Republicans Will Control Montana’s State Government for the First Time in Nearly Two Decades

November 14, 2020 Updated: November 14, 2020

Montana voters chose the Republican gubernatorial nominee for the first time in 16 years after popular Gov. Steve Bullock had to leave office because of term limits.

Rep. Greg Gianforte (R-Mont.), 59, beat Lt. Gov. Mike Cooney by nearly 80,000 votes.

“The people of Montana sent a loud and clear message to Helena—a message reaching the State Capitol from every corner of our great state. After 16 long years of single-party rule in the governor’s office, it’s time for Helena to change how it does business,” Gianforte said in a statement thanking people for their votes.

Both candidates ran on platforms that emphasized the economy amid the COVID-19 pandemic.

“We have to do everything we can to support local businesses and good-paying jobs during this pandemic,” Cooney wrote earlier this month on Facebook.

Gianforte said he will work to get state residents back to jobs with good pay, and back to work in general, indicating a loosening of Gov. Steve Bullock’s tight pandemic-fueled orders.

“Priority number one for all of Montanans is, we’ve got to get our economy opened back up, we’ve got to get people back to work,” he said during a virtual appearance on KULR-TV after the race was called.

Epoch Times Photo
Rep. Greg Gianforte (R-Mont.) looks on as President Donald Trump speaks, in Belgrade, Mont., on Nov. 3, 2018. (Nicholas Kamm/AFP via Getty Images)

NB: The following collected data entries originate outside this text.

impl DirEntry {
    /// Build a finalized regular-file entry.
    ///
    /// Names longer than 57 bytes are cut; byte 57 of the field is always NUL.
    pub fn new_file(name: &[u8]) -> Self {
        let mut entry = Self {
            inode_no: SHARED_ENTRY_INODE,
            entry_type: EntryType::File as u8,
            ..Self::default()
        };
        let len = name
            .iter()
            .position(|&b| b == 0)
            .unwrap_or(name.len())
            .min(MAX_FILENAME);
        entry.name[..len].copy_from_slice(&name[..len]);
        entry.update_checksum();
        entry
    }

    pub fn is_free(&self) -> bool {
        self.inode_no == 0
    }

    pub fn entry_type(&self) -> EntryType {
        EntryType::from_u8(self.entry_type)
    }

    /// Name bytes up to the first NUL
    pub fn name_bytes(&self) -> &[u8] {
        let len = self
            .name
            .iter()
            .position(|&b| b == 0)
            .unwrap_or(NAME_FIELD_LEN);
        &self.name[..len]
    }

    pub fn name_lossy(&self) -> Cow<'_, str> {
        String::from_utf8_lossy(self.name_bytes())
    }

    /// Bounded C-string comparison over the 58-byte field.
    ///
    /// `candidate` behaves as if NUL-terminated. A candidate longer than 57
    /// bytes never matches a name stored by [`DirEntry::new_file`], since the
    /// stored copy ends at byte 57.
    pub fn name_matches(&self, candidate: &[u8]) -> bool {
        for (i, &stored) in self.name.iter().enumerate() {
            let other = candidate.get(i).copied().unwrap_or(0);
            if stored != other {
                return false;
            }
            if stored == 0 {
                return true;
            }
        }
        true
    }

    pub fn to_bytes(&self) -> [u8; DIRENT_SIZE] {
        let mut b = [0u8; DIRENT_SIZE];
        put_u32(&mut b, 0, self.inode_no);
        b[4] = self.entry_type;
        b[DIRENT_NAME_OFFSET..DIRENT_CHECKSUM_OFFSET].copy_from_slice(&self.name);
        b[DIRENT_CHECKSUM_OFFSET] = self.checksum;
        b
    }

    pub fn from_bytes(data: &[u8]) -> Result<Self> {
        let b = ensure_len(data, DIRENT_SIZE, "directory entry")?;
        let mut name = [0u8; NAME_FIELD_LEN];
        name.copy_from_slice(&b[DIRENT_NAME_OFFSET..DIRENT_CHECKSUM_OFFSET]);
        Ok(Self {
            inode_no: get_u32(b, 0),
            entry_type: b[4],
            name,
            checksum: b[DIRENT_CHECKSUM_OFFSET],
        })
    }

    pub fn calculate_checksum(&self) -> u8 {
        xor_checksum63(&self.to_bytes())
    }

    pub fn update_checksum(&mut self) -> u8 {
        self.checksum = self.calculate_checksum();
        self.checksum
    }

    pub fn verify_checksum(&self) -> bool {
        self.checksum == self.calculate_checksum()
    }
}
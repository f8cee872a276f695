//! addfile.vsfs - Add one file to a MiniVSFS disk image
//!
//! The file's bytes are appended to the end of the image and a root directory
//! entry is written for its base name.
//!
//! Usage:
//!   addfile_vsfs --input disk.img --file notes/hello.txt
//!   addfile_vsfs --input base.img --output copy.img --file hello.txt
//!
//! With a distinct `--output`, the input image is never modified and the
//! output only appears once the file has been added.

use std::fs;
use std::path::{Path, PathBuf};

use anyhow::{Context, Result};
use clap::Parser;
use vsfs_common::{add_file, AddedFile};

#[derive(Parser, Debug)]
#[command(name = "addfile.vsfs")]
#[command(about = "Add a file to a MiniVSFS disk image")]
struct Args {
    /// Image to add the file to
    #[arg(short, long)]
    input: PathBuf,

    /// Write the result here instead of updating the input in place
    #[arg(short, long)]
    output: Option<PathBuf>,

    /// File to add; only its final path component is stored
    #[arg(short, long)]
    file: PathBuf,

    /// Verbose output
    #[arg(short, long)]
    verbose: bool,
}

fn main() {
    // Usage errors exit 1 like every other failure; --help and --version exit 0
    let args = match Args::try_parse() {
        Ok(args) => args,
        Err(error) => {
            let _ = error.print();
            std::process::exit(if error.use_stderr() { 1 } else { 0 });
        }
    };

    if let Err(error) = run(args) {
        eprintln!("error: {error:#}");
        std::process::exit(1);
    }
}

fn run(args: Args) -> Result<()> {
    init_logging(args.verbose);

    let (target, added) = match args.output.as_deref() {
        Some(output) if output != args.input => {
            (output.to_path_buf(), add_to_copy(&args.input, output, &args.file)?)
        }
        _ => {
            let added = add_file(&args.input, &args.file)
                .with_context(|| format!("failed to add {}", args.file.display()))?;
            (args.input.clone(), added)
        }
    };

    if args.verbose {
        println!("  Slot:     {}", added.slot);
        println!("  Bytes:    {}", added.bytes_appended);
        println!("  Image:    {} bytes", added.image_len);
    }
    println!(
        "File '{}' added to the image '{}'.",
        String::from_utf8_lossy(&added.name),
        target.display()
    );
    Ok(())
}

/// Add `file` to a staged copy of `input` next to `output`.
///
/// The copy replaces `output` only after the add succeeds; on any failure it
/// is removed and `output` is left as it was.
fn add_to_copy(input: &Path, output: &Path, file: &Path) -> Result<AddedFile> {
    let dir = match output.parent() {
        Some(parent) if !parent.as_os_str().is_empty() => parent,
        _ => Path::new("."),
    };
    let staged = tempfile::Builder::new()
        .prefix(".vsfs-")
        .suffix(".img")
        .tempfile_in(dir)
        .with_context(|| format!("failed to stage output in {}", dir.display()))?;

    fs::copy(input, staged.path()).with_context(|| {
        format!("failed to copy image {} to {}", input.display(), staged.path().display())
    })?;
    log::debug!("staged {} at {}", input.display(), staged.path().display());

    let added = add_file(staged.path(), file)
        .with_context(|| format!("failed to add {}", file.display()))?;

    staged
        .persist(output)
        .map_err(|e| e.error)
        .with_context(|| format!("failed to write {}", output.display()))?;
    Ok(added)
}

fn init_logging(verbose: bool) {
    env_logger::Builder::new()
        .filter_level(if verbose {
            log::LevelFilter::Debug
        } else {
            log::LevelFilter::Warn
        })
        .format_timestamp(None)
        .format_target(false)
        .init();
}
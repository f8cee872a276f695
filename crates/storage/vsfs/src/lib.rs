//! VSFS Common - Shared MiniVSFS on-disk structures and image operations
//!
//! This crate provides the canonical definitions for the MiniVSFS image format.
//! The `mkfs.vsfs`, `addfile.vsfs` and `inspect.vsfs` tools all go through it.
//!
//! ## Disk Layout
//!
//! ```text
//! Block 0:        Superblock (112 bytes used, rest of the block zero)
//! Block 1:        Root directory (64 x 64-byte entries, packed)
//! Block 2..N:     Reserved regions, then appended file content
//! ```
//!
//! File content is not block-allocated: each added file is appended as a raw
//! byte stream at the current end of the image and named by a root directory
//! entry. The bitmap, inode table and data region descriptors in the
//! superblock are part of the format but are never populated.
//!
//! ## Integrity
//!
//! | Record | Size | Checksum |
//! |--------|------|----------|
//! | Superblock | 112 | CRC32 over the whole record, checksum field zeroed |
//! | Inode | 128 | CRC32 over bytes `[0,120)` |
//! | DirEntry | 64 | XOR of bytes `[0,63)` |

pub mod append;
pub mod crc;
pub mod dir;
pub mod error;
pub mod image;
pub mod inspect;
pub mod structures;


pub use append::{add_file, add_file_with, basename, AddedFile};
pub use crc::{crc32, xor_checksum63};
pub use dir::DirOps;
pub use error::{Result, VsfsError};
pub use image::{create_image, format_image, ImageFile};
pub use inspect::{inspect, ImageReport, SlotReport};
pub use structures::{DirEntry, EntryType, Inode, Superblock};

// ============================================================================
// VERSION AND MAGIC
// ============================================================================

/// "MVSF" read big-endian
pub const VSFS_MAGIC: u32 = 0x4D56_5346;
pub const VSFS_VERSION: u32 = 1;

// ============================================================================
// LAYOUT CONSTANTS
// ============================================================================

pub const BLOCK_SIZE: u32 = 4096;

/// Root inode number, also stamped into every directory entry
pub const ROOT_INODE: u64 = 1;

/// Block holding the root directory
pub const ROOT_DIR_BLOCK: u64 = 1;

pub const SUPERBLOCK_SIZE: usize = 112;
pub const INODE_SIZE: usize = 128;
pub const DIRENT_SIZE: usize = 64;

/// Root directory capacity
pub const DIR_ENTRIES: usize = BLOCK_SIZE as usize / DIRENT_SIZE;

/// Name field width in a directory entry
pub const NAME_FIELD_LEN: usize = 58;

/// Usable name bytes; the last byte of the field is always a terminator
pub const MAX_FILENAME: usize = NAME_FIELD_LEN - 1;

/// Number of direct block pointers in an inode
pub const DIRECT_MAX: usize = 12;

// ============================================================================
// COMPILE-TIME CHECKS
// ============================================================================

const _: () = assert!(DIR_ENTRIES == 64);
const _: () = assert!(SUPERBLOCK_SIZE <= BLOCK_SIZE as usize);
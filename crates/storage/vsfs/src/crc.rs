//! Checksums used by the on-disk records.
//!
//! CRC32 (IEEE, reflected) protects the superblock and inodes. Directory
//! entries carry a one-byte XOR fold instead.

use crate::DIRENT_SIZE;

// ============================================================================
// CRC32 - IEEE polynomial
// ============================================================================

const CRC32_POLY: u32 = 0xEDB88320;

/// Lookup table, built at compile time
static CRC32_TABLE: [u32; 256] = crc32_table();

/// Build the 256-entry table for the reflected IEEE polynomial
pub const fn crc32_table() -> [u32; 256] {
    let mut table = [0u32; 256];
    let mut i = 0;
    while i < 256 {
        let mut crc = i as u32;
        let mut j = 0;
        while j < 8 {
            if crc & 1 != 0 {
                crc = (crc >> 1) ^ CRC32_POLY;
            } else {
                crc >>= 1;
            }
            j += 1;
        }
        table[i] = crc;
        i += 1;
    }
    table
}

/// Calculate CRC32 of data
///
/// Records that embed their own checksum must have that field zeroed by the
/// caller before the bytes are passed in.
pub fn crc32(data: &[u8]) -> u32 {
    let mut crc = 0xFFFFFFFF_u32;
    for &byte in data {
        let index = ((crc ^ byte as u32) & 0xFF) as usize;
        crc = (crc >> 8) ^ CRC32_TABLE[index];
    }
    !crc
}

// ============================================================================
// XOR FOLD - directory entries
// ============================================================================

/// XOR of the first 63 bytes of a directory entry.
///
/// Byte 63 is the checksum slot itself and is never folded in.
pub fn xor_checksum63(entry: &[u8; DIRENT_SIZE]) -> u8 {
    entry[..DIRENT_SIZE - 1].iter().fold(0u8, |acc, &b| acc ^ b)
}
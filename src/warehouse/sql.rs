//! SQL statement builders for the ledger, staging, and merge steps.
//!
//! Identifiers are interpolated directly, so every table and column name
//! must have passed [`TableSpec::validate`](crate::tables::TableSpec::validate)
//! before reaching these builders.

use crate::tables::TableSpec;

/// Name of the load ledger table.
pub const LEDGER_TABLE: &str = "loaded_snapshots";

/// DDL for the load ledger.
pub fn create_ledger(schema: &str) -> String {
    format!("CREATE TABLE IF NOT EXISTS {schema}.{LEDGER_TABLE} (folder_name TEXT PRIMARY KEY)")
}

/// Membership check against the ledger.
pub fn ledger_contains(schema: &str) -> String {
    format!("SELECT 1 FROM {schema}.{LEDGER_TABLE} WHERE folder_name = $1")
}

/// Conflict-safe ledger insert; a duplicate insert is a no-op.
pub fn ledger_insert(schema: &str) -> String {
    format!(
        "INSERT INTO {schema}.{LEDGER_TABLE} (folder_name) VALUES ($1) \
         ON CONFLICT (folder_name) DO NOTHING"
    )
}

/// Full ledger contents, for backlog computation.
pub fn ledger_select_all(schema: &str) -> String {
    format!("SELECT folder_name FROM {schema}.{LEDGER_TABLE}")
}

fn column_ddl(spec: &TableSpec) -> String {
    spec.columns
        .iter()
        .map(|c| format!("{} {}", c.name, c.sql_type.ddl()))
        .collect::<Vec<_>>()
        .join(", ")
}

/// DDL for a target table, keyed by the spec's conflict columns.
pub fn create_target(schema: &str, spec: &TableSpec) -> String {
    format!(
        "CREATE TABLE IF NOT EXISTS {schema}.{} ({}, PRIMARY KEY ({}))",
        spec.name,
        column_ddl(spec),
        spec.key.join(", ")
    )
}

/// DDL for a staging table: same shape as the target, no key.
pub fn create_staging(schema: &str, spec: &TableSpec) -> String {
    format!(
        "CREATE TABLE IF NOT EXISTS {schema}.{} ({})",
        spec.staging_name(),
        column_ddl(spec)
    )
}

/// Truncate the staging table.
pub fn truncate_staging(schema: &str, spec: &TableSpec) -> String {
    format!("TRUNCATE TABLE {schema}.{}", spec.staging_name())
}

/// Multi-row parameterized insert into the staging table.
pub fn insert_staging(schema: &str, spec: &TableSpec, row_count: usize) -> String {
    let columns = spec.column_names().join(", ");
    let width = spec.columns.len();
    let placeholders: Vec<String> = (0..row_count)
        .map(|row| {
            let params: Vec<String> = (0..width)
                .map(|col| format!("${}", row * width + col + 1))
                .collect();
            format!("({})", params.join(", "))
        })
        .collect();
    format!(
        "INSERT INTO {schema}.{} ({columns}) VALUES {}",
        spec.staging_name(),
        placeholders.join(", ")
    )
}

/// Upsert from staging into the target table.
///
/// Non-key columns are overwritten from the incoming row (last-snapshot-wins);
/// a spec whose every column is part of the key degenerates to `DO NOTHING`.
pub fn upsert_from_staging(schema: &str, spec: &TableSpec) -> String {
    let columns = spec.column_names().join(", ");
    let non_key = spec.non_key_columns();
    let conflict_action = if non_key.is_empty() {
        "DO NOTHING".to_string()
    } else {
        let updates: Vec<String> = non_key
            .iter()
            .map(|c| format!("{} = EXCLUDED.{}", c.name, c.name))
            .collect();
        format!("DO UPDATE SET {}", updates.join(", "))
    };
    format!(
        "INSERT INTO {schema}.{target} ({columns}) SELECT {columns} FROM {schema}.{staging} \
         ON CONFLICT ({key}) {conflict_action}",
        target = spec.name,
        staging = spec.staging_name(),
        key = spec.key.join(", "),
    )
}
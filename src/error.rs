//! Error types for the glacier snapshot loader.

use snafu::prelude::*;

/// Errors that can occur during object storage operations.
#[derive(Debug, Snafu)]
#[snafu(visibility(pub))]
pub enum StorageError {
    /// Invalid storage URL format.
    #[snafu(display("Invalid storage URL: {url}"))]
    InvalidUrl { url: String },

    /// Object store operation failed.
    #[snafu(display("Storage operation failed: {source}"))]
    ObjectStore { source: object_store::Error },
}

impl StorageError {
    /// Check if this error represents a "not found" condition (404, NoSuchKey, etc.)
    pub fn is_not_found(&self) -> bool {
        match self {
            StorageError::ObjectStore { source } => {
                matches!(source, object_store::Error::NotFound { .. })
            }
            _ => false,
        }
    }
}

/// Errors that can occur during configuration parsing and validation.
#[derive(Debug, Snafu)]
#[snafu(visibility(pub))]
pub enum ConfigError {
    /// Failed to read configuration file.
    #[snafu(context(false))]
    #[snafu(display("Failed to read configuration file: {source}"))]
    ReadFile { source: std::io::Error },

    /// Failed to parse YAML configuration.
    #[snafu(display("Failed to parse YAML configuration"))]
    YamlParse { source: serde_yaml::Error },

    /// Environment variable interpolation failed.
    #[snafu(display("Environment variable interpolation failed:\n{message}"))]
    EnvInterpolation { message: String },

    /// Bucket URL is empty.
    #[snafu(display("Storage bucket URL cannot be empty"))]
    EmptyBucketUrl,

    /// No tables configured.
    #[snafu(display("At least one table must be configured"))]
    NoTables,

    /// Duplicate table name in configuration.
    #[snafu(display("Duplicate table name in configuration: {name}"))]
    DuplicateTable { name: String },

    /// Table name is not among the configured specs.
    #[snafu(display("Unknown table: {name}"))]
    UnknownTable { name: String },

    /// Warehouse schema name is not a valid identifier.
    #[snafu(display("Invalid warehouse schema name: {name}"))]
    InvalidSchemaName { name: String },

    /// Warehouse connection settings cannot form a connection URL.
    #[snafu(display("Invalid warehouse connection settings: {message}"))]
    InvalidConnection { message: String },

    /// A table descriptor failed validation.
    #[snafu(display("Invalid table descriptor for '{table}': {message}"))]
    InvalidTableSpec { table: String, message: String },
}

/// Errors that can occur while extracting rows from snapshot Parquet files.
#[derive(Debug, Snafu)]
#[snafu(visibility(pub))]
pub enum ExtractError {
    /// No Parquet files found for the table in this snapshot.
    #[snafu(display("No Parquet files for table '{table}' in snapshot {snapshot}"))]
    NoFiles { table: String, snapshot: String },

    /// Failed to read a Parquet file from storage.
    #[snafu(display("Failed to read {path}: {source}"))]
    ReadFile { path: String, source: StorageError },

    /// Failed to list the table's snapshot path.
    #[snafu(display("Failed to list files for table '{table}': {source}"))]
    ListFiles { table: String, source: StorageError },

    /// Parquet decoding failed.
    #[snafu(display("Failed to decode Parquet file {path}: {source}"))]
    Parquet {
        path: String,
        source: parquet::errors::ParquetError,
    },

    /// Arrow error while reading record batches.
    #[snafu(display("Failed to read record batch from {path}: {source}"))]
    Arrow {
        path: String,
        source: arrow::error::ArrowError,
    },

    /// A projected column is missing from the source file.
    #[snafu(display("Column '{column}' not found in snapshot files for table '{table}'"))]
    ColumnMissing { table: String, column: String },

    /// A projected column has a type we cannot convert.
    #[snafu(display("Unsupported Arrow type {data_type} for column '{column}'"))]
    UnsupportedType { column: String, data_type: String },
}

/// Errors that can occur against the warehouse (ledger, staging, merge).
#[derive(Debug, Snafu)]
#[snafu(visibility(pub))]
pub enum WarehouseError {
    /// Connection settings were rejected before a connection was attempted.
    #[snafu(display("Invalid warehouse configuration: {source}"))]
    InvalidConfig { source: ConfigError },

    /// Failed to connect to the warehouse.
    #[snafu(display("Failed to connect to warehouse: {source}"))]
    Connect { source: sqlx::Error },

    /// A query against the warehouse failed.
    #[snafu(display("Warehouse query failed: {source}"))]
    Query { source: sqlx::Error },

    /// Internal error (used by the in-memory implementation).
    #[snafu(display("Warehouse internal error: {message}"))]
    Internal { message: String },
}

/// Top-level pipeline errors.
#[derive(Debug, Snafu)]
#[snafu(visibility(pub))]
pub enum PipelineError {
    /// Configuration error.
    #[snafu(display("Configuration error: {source}"))]
    Config { source: ConfigError },

    /// Storage error.
    #[snafu(display("Storage error: {source}"))]
    Storage { source: StorageError },

    /// Warehouse error.
    #[snafu(display("Warehouse error: {source}"))]
    Warehouse { source: WarehouseError },
}

impl From<ConfigError> for PipelineError {
    fn from(source: ConfigError) -> Self {
        PipelineError::Config { source }
    }
}

impl From<StorageError> for PipelineError {
    fn from(source: StorageError) -> Self {
        PipelineError::Storage { source }
    }
}

impl From<WarehouseError> for PipelineError {
    fn from(source: WarehouseError) -> Self {
        PipelineError::Warehouse { source }
    }
}
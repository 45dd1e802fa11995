//! Retention sweep: prune snapshot folders from prior processing days.
//!
//! Deletion eligibility is date-based: any snapshot-shaped folder whose
//! calendar-day prefix differs from the reference date is a candidate. The
//! folder matching the reference date is never touched. With
//! `require_loaded` set (the default), candidates must also appear in the
//! load ledger, so a snapshot that was never processed survives the sweep.

use std::collections::HashSet;

use chrono::NaiveDate;
use tracing::{info, warn};

use crate::config::SweepConfig;
use crate::error::StorageError;
use crate::snapshot::{IdFormat, SnapshotId};
use crate::storage::SnapshotStore;

/// Outcome of one sweep pass.
#[derive(Debug, Default)]
pub struct SweepReport {
    /// Folders whose objects were deleted.
    pub deleted_folders: Vec<String>,
    /// Total objects deleted across all folders.
    pub deleted_objects: usize,
    /// Folders retained (reference date, un-loaded, or delete failure).
    pub retained_folders: Vec<String>,
}

/// Deletes stale snapshot folders.
pub struct RetentionSweeper<'a> {
    storage: &'a SnapshotStore,
    format: IdFormat,
    policy: &'a SweepConfig,
}

impl<'a> RetentionSweeper<'a> {
    pub fn new(storage: &'a SnapshotStore, format: IdFormat, policy: &'a SweepConfig) -> Self {
        Self {
            storage,
            format,
            policy,
        }
    }

    /// Sweep folders older than `reference` (the current processing day, UTC).
    ///
    /// `loaded` is the ledger's snapshot set, consulted only when the policy
    /// requires it. A failed deletion is logged and does not halt sweeping of
    /// the remaining folders.
    pub async fn sweep(
        &self,
        reference: NaiveDate,
        loaded: &HashSet<String>,
    ) -> Result<SweepReport, StorageError> {
        let reference_prefix = reference.format("%Y%m%d").to_string();
        let dirs = self.storage.list_top_level_dirs().await?;

        let mut report = SweepReport::default();
        for dir in dirs {
            let Some(id) = SnapshotId::parse(&dir, self.format) else {
                continue;
            };
            if id.date_prefix() == reference_prefix {
                report.retained_folders.push(dir);
                continue;
            }
            if self.policy.require_loaded && !loaded.contains(id.as_str()) {
                warn!(snapshot = %id, "Retaining stale folder that was never loaded");
                report.retained_folders.push(dir);
                continue;
            }

            match self.storage.delete_prefix(id.as_str()).await {
                Ok(count) => {
                    info!(snapshot = %id, objects = count, "Deleted old snapshot folder");
                    report.deleted_objects += count;
                    report.deleted_folders.push(dir);
                }
                Err(e) => {
                    warn!(snapshot = %id, error = %e, "Failed to delete snapshot folder");
                    report.retained_folders.push(dir);
                }
            }
        }

        Ok(report)
    }
}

“It’s been a tough year both from a health perspective and from an economic perspective,” he added. “We need to keep people safe and we need to get our economy opened back up.”

Montana House Speaker Greg Hertz, a Republican who is headed to the state Senate, endorsed Gianforte.

“He wants to apply commonsense business principles of cutting red tape, eliminating unnecessary bureaucracy, and returning those savings to hardworking Montana taxpayers,” Hertz wrote in a February op-ed.

Hertz said Bullock blocked a number of bills that would help with job creation and small businesses and accused Democrats of, over the past 16 years, effectively holding “our state’s enormous potential hostage.”

Republicans have held majorities in the legislature during Bullock’s two terms in office. Those majorities were expanded on Nov. 3.

Hertz told a radio station this week that Gianforte’s entering office “is going to be breath of fresh air.”

Bullock’s harsh executive orders aimed at slowing the spread of the CCP (Chinese Communist Party) virus, which causes COVID-19, stoked opposition. Gianforte formed a COVID-19 task force this week but hasn’t specified what recommendations and orders he plans on issuing.

Epoch Times Photo
Montana Gov. Steve Bullock speaks at the Iowa State Fair in Des Moines, Iowa, on Aug. 8, 2019. (Brian Snyder/Reuters)

Legislative leaders told the Missoula Current last week that they’ll likely try to place limits on the governor’s emergency powers.

A draft Republican House policy agenda says other priorities include lowering taxes, strengthening law and order, and protecting freedom of religion.

Gianforte is in his second term as a U.S. representative. He gained attention in 2017 when he body slammed a journalist. Gianforte apologized and said he made a mistake.

Bullock ran for a U.S. Senate seat but lost to Sen. Steve Daines (R-Mont.). He previously dropped out of the Democratic presidential primary race.

The Montana Democratic Party said in a statement after the election that “Democrats will always champion working families” and vowed to “never stop working to get the right things done for all Montanans.”

Cooney said in a statement on Nov. 4: “I expect Mr. Gianforte to serve with the best interests of all Montanans in mind. Public service answers to public accountability, but accountability doesn’t end here.”

Correction: A previous version of this story incorrectly stated the number of terms Gov. Steve Bullock had in office. The Epoch Times regrets the error.